Albert Jintz había alcanzado importancia como portavoz de la Cámara por ser un hombre de palabra. Los periódicos publicaban a menudo artículos al respecto. Un apretón de manos de Jintz era mejor que cualquier documento legal que atara las manos. Aunque tenía el aspecto de la caricatura de un malversador de fondos alcohólico, de baja estatura y grueso, de nariz enrojecida y la cabeza surcada por hebras de cabello blanco, lo que le hacía parecer como un árbol de Navidad bajo una tormenta de nieve, políticamente se le consideraba como el hombre más honorable del Congreso. Cuando prometía un trozo de cerdo extraído del barril sin fondo de los presupuestos, ese cerdo se entregaba. Cuando un congresista compañero quería bloquear una ley y Jintz le debía un favor político, esa ley quedaba bloqueada. Si un congresista quería ver aprobada una ley personal y estaba dispuesto a pagar su
quid pro quo
, se cerraba el trato.

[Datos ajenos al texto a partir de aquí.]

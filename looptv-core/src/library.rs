use std::collections::HashMap;
use std::io;
use std::path::{Path, PathBuf};

use async_trait::async_trait;
use rand::seq::SliceRandom;
use thiserror::Error;
use tokio::process::Command;
use tracing::{debug, info, warn};
use walkdir::WalkDir;

/// Extension allow-list for playable content.
pub const MEDIA_EXTENSIONS: &[&str] = &["mp4", "avi", "mkv", "webm"];

/// ffprobe prints `H:MM:SS.ffffff`; everything past millisecond precision is
/// dropped.
const DURATION_WIDTH: usize = 11;

#[derive(Debug, Error)]
pub enum LibraryError {
    #[error("library has no playable items")]
    Empty,
    #[error("duration prober not found: {0}")]
    ProberMissing(PathBuf),
    #[error("io error: {0}")]
    Io(#[from] io::Error),
}

pub type LibraryResult<T> = Result<T, LibraryError>;

#[derive(Debug, Clone, PartialEq, Eq)]
pub struct ContentItem {
    pub path: PathBuf,
    pub category: String,
    /// Display name filtered to a printable subset.
    pub name: String,
    /// Sexagesimal duration as reported by the prober (`H:MM:SS[.mmm]`).
    pub duration: String,
    pub duration_ms: i64,
    /// Immediate parent directory, used for display grouping.
    pub group: String,
}

#[derive(Debug, Clone, Default)]
pub struct Library {
    items: Vec<ContentItem>,
    play_cursor: usize,
}

impl Library {
    pub fn new(items: Vec<ContentItem>) -> Self {
        Self {
            items,
            play_cursor: 0,
        }
    }

    pub fn len(&self) -> usize {
        self.items.len()
    }

    pub fn is_empty(&self) -> bool {
        self.items.is_empty()
    }

    pub fn items(&self) -> &[ContentItem] {
        &self.items
    }

    pub fn play_cursor(&self) -> usize {
        self.play_cursor
    }

    /// Round-robin selection: `items[cursor % len]`, then advance the cursor.
    /// The cursor is never reset except on a full rebuild, so coverage is
    /// guaranteed across rebuilds within one process lifetime.
    pub fn select(&mut self) -> LibraryResult<ContentItem> {
        if self.items.is_empty() {
            return Err(LibraryError::Empty);
        }
        let item = self.items[self.play_cursor % self.items.len()].clone();
        self.play_cursor += 1;
        Ok(item)
    }

    /// Collapse several libraries into one flat rotation, shuffled once.
    /// Used in calendar-less mode.
    pub fn merged<'a, I>(libraries: I) -> Self
    where
        I: IntoIterator<Item = &'a Library>,
    {
        let mut items: Vec<ContentItem> = libraries
            .into_iter()
            .flat_map(|library| library.items.iter().cloned())
            .collect();
        items.shuffle(&mut rand::thread_rng());
        Self::new(items)
    }
}

#[async_trait]
pub trait DurationProber: Send + Sync {
    /// Probe a media file, returning its sexagesimal duration string.
    async fn probe(&self, path: &Path) -> io::Result<String>;
}

/// Invokes ffprobe once per discovered file.
#[derive(Debug, Clone)]
pub struct FfprobeProber {
    pub binary: PathBuf,
}

impl FfprobeProber {
    pub fn new(binary: impl Into<PathBuf>) -> Self {
        Self {
            binary: binary.into(),
        }
    }
}

#[async_trait]
impl DurationProber for FfprobeProber {
    async fn probe(&self, path: &Path) -> io::Result<String> {
        let output = Command::new(&self.binary)
            .arg("-v")
            .arg("error")
            .arg("-show_entries")
            .arg("format=duration")
            .arg("-of")
            .arg("default=noprint_wrappers=1:nokey=1")
            .arg("-sexagesimal")
            .arg(path)
            .output()
            .await?;
        if !output.status.success() {
            return Err(io::Error::new(
                io::ErrorKind::Other,
                format!(
                    "ffprobe exited with status {:?} for {}",
                    output.status.code(),
                    path.display()
                ),
            ));
        }
        let stdout = String::from_utf8_lossy(&output.stdout);
        let duration: String = stdout.trim().chars().take(DURATION_WIDTH).collect();
        Ok(duration)
    }
}

/// Scan `root/<category>/` for every requested category. Items whose probe
/// fails are dropped, not retried. Order is randomized once per build.
pub async fn build_libraries(
    root: &Path,
    categories: &[String],
    prober: &dyn DurationProber,
) -> LibraryResult<HashMap<String, Library>> {
    let mut libraries = HashMap::new();
    for category in categories {
        let library = build_category(root, category, prober).await?;
        info!(
            category = category.as_str(),
            items = library.len(),
            "library built"
        );
        libraries.insert(category.clone(), library);
    }
    Ok(libraries)
}

async fn build_category(
    root: &Path,
    category: &str,
    prober: &dyn DurationProber,
) -> LibraryResult<Library> {
    let folder = root.join(category);
    if !folder.is_dir() {
        warn!(path = %folder.display(), "category folder missing");
        return Ok(Library::default());
    }

    let mut items = Vec::new();
    for entry in WalkDir::new(&folder).into_iter().filter_map(|entry| {
        entry
            .map_err(|error| debug!(%error, "skipping unreadable entry"))
            .ok()
    }) {
        let path = entry.path();
        if !entry.file_type().is_file() || !has_media_extension(path) {
            continue;
        }
        let duration = match prober.probe(path).await {
            Ok(duration) => duration,
            Err(error) if error.kind() == io::ErrorKind::NotFound => {
                return Err(LibraryError::ProberMissing(path.to_path_buf()));
            }
            Err(error) => {
                warn!(path = %path.display(), %error, "probe failed, dropping item");
                continue;
            }
        };
        let Some(duration_ms) = parse_duration_ms(&duration) else {
            warn!(path = %path.display(), duration, "unparseable duration, dropping item");
            continue;
        };
        let name = path
            .file_stem()
            .map(|stem| sanitize_name(&stem.to_string_lossy()))
            .unwrap_or_default();
        let group = path
            .parent()
            .and_then(Path::file_name)
            .map(|name| name.to_string_lossy().to_string())
            .unwrap_or_default();
        items.push(ContentItem {
            path: path.to_path_buf(),
            category: category.to_string(),
            name,
            duration,
            duration_ms,
            group,
        });
    }

    items.shuffle(&mut rand::thread_rng());
    Ok(Library::new(items))
}

fn has_media_extension(path: &Path) -> bool {
    path.extension()
        .map(|ext| {
            let ext = ext.to_string_lossy().to_lowercase();
            MEDIA_EXTENSIONS.contains(&ext.as_str())
        })
        .unwrap_or(false)
}

/// Keep space, ASCII alphanumerics, hyphen and the Cyrillic letter block.
pub fn sanitize_name(raw: &str) -> String {
    raw.chars()
        .filter(|c| {
            *c == ' ' || *c == '-' || c.is_ascii_alphanumeric() || ('\u{0400}'..='\u{04FF}').contains(c)
        })
        .collect()
}

/// Parse a colon-delimited `H:MM:SS[.mmm]` duration into milliseconds.
/// Hours and minutes are unbounded integers; seconds are truncated to the
/// integer part; milliseconds default to zero when absent.
pub fn parse_duration_ms(value: &str) -> Option<i64> {
    let mut parts = value.trim().splitn(3, ':');
    let hours: i64 = parts.next()?.parse().ok()?;
    let minutes: i64 = parts.next()?.parse().ok()?;
    let seconds_part = parts.next()?;
    let (seconds, millis) = match seconds_part.split_once('.') {
        Some((whole, frac)) => {
            let frac: String = frac.chars().take(3).collect();
            (
                whole.parse::<i64>().ok()?,
                if frac.is_empty() {
                    0
                } else {
                    frac.parse::<i64>().ok()?
                },
            )
        }
        None => (seconds_part.parse::<i64>().ok()?, 0),
    };
    Some(hours * 3_600_000 + minutes * 60_000 + seconds * 1_000 + millis)
}

#[cfg(test)]
mod tests {
    use super::*;

    #[test]
    fn sanitize_keeps_allowed_alphabet() {
        assert_eq!(sanitize_name("Some Movie (2021)!"), "Some Movie 2021");
        assert_eq!(sanitize_name("клип-01"), "клип-01");
        assert_eq!(sanitize_name("a_b.c"), "abc");
    }

    #[test]
    fn media_extension_filter_is_case_insensitive() {
        assert!(has_media_extension(Path::new("a/b/clip.MP4")));
        assert!(has_media_extension(Path::new("clip.webm")));
        assert!(!has_media_extension(Path::new("notes.txt")));
        assert!(!has_media_extension(Path::new("noext")));
    }
}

Cierto que a veces filtraba a la prensa información sobre temas secretos, pero ésa era también la razón por la que se publicaban tantos artículos sobre su famoso apretón de manos.
Esta tarde, Jintz tenía que encargarse de asegurarse el voto de la Cámara favorable a la destitución del presidente Kennedy. Tendría que hacer cientos de llamadas telefónicas y miles de promesas para asegurarse las dos terceras partes de los votos. No es que el Congreso no pudiera hacerlo, pero había que pagar un precio por ello. Y se tenía que hacer todo en menos de veinticuatro horas.
Patsy Troyca se movió por entre la suite de despachos del congresista, repasando mentalmente todas las llamadas telefónicas que tenía que hacer y todos los documentos que tenía que preparar. Sabía que se hallaba implicado en un asunto histórico y que, si se producía algún cambio terrible, podría significar el fin de su carrera. Le extrañaba que hombres como Jintz y Lambertino, por los que sentía un cierto desprecio, pudieran tener el valor suficiente como para situarse en la primera línea de batalla. Se disponían a dar un paso muy peligroso. Apoyados en una turbia interpretación de la Constitución, se preparaban para transformar el Congreso en un cuerpo con capacidad para destituir al presidente de Estados Unidos.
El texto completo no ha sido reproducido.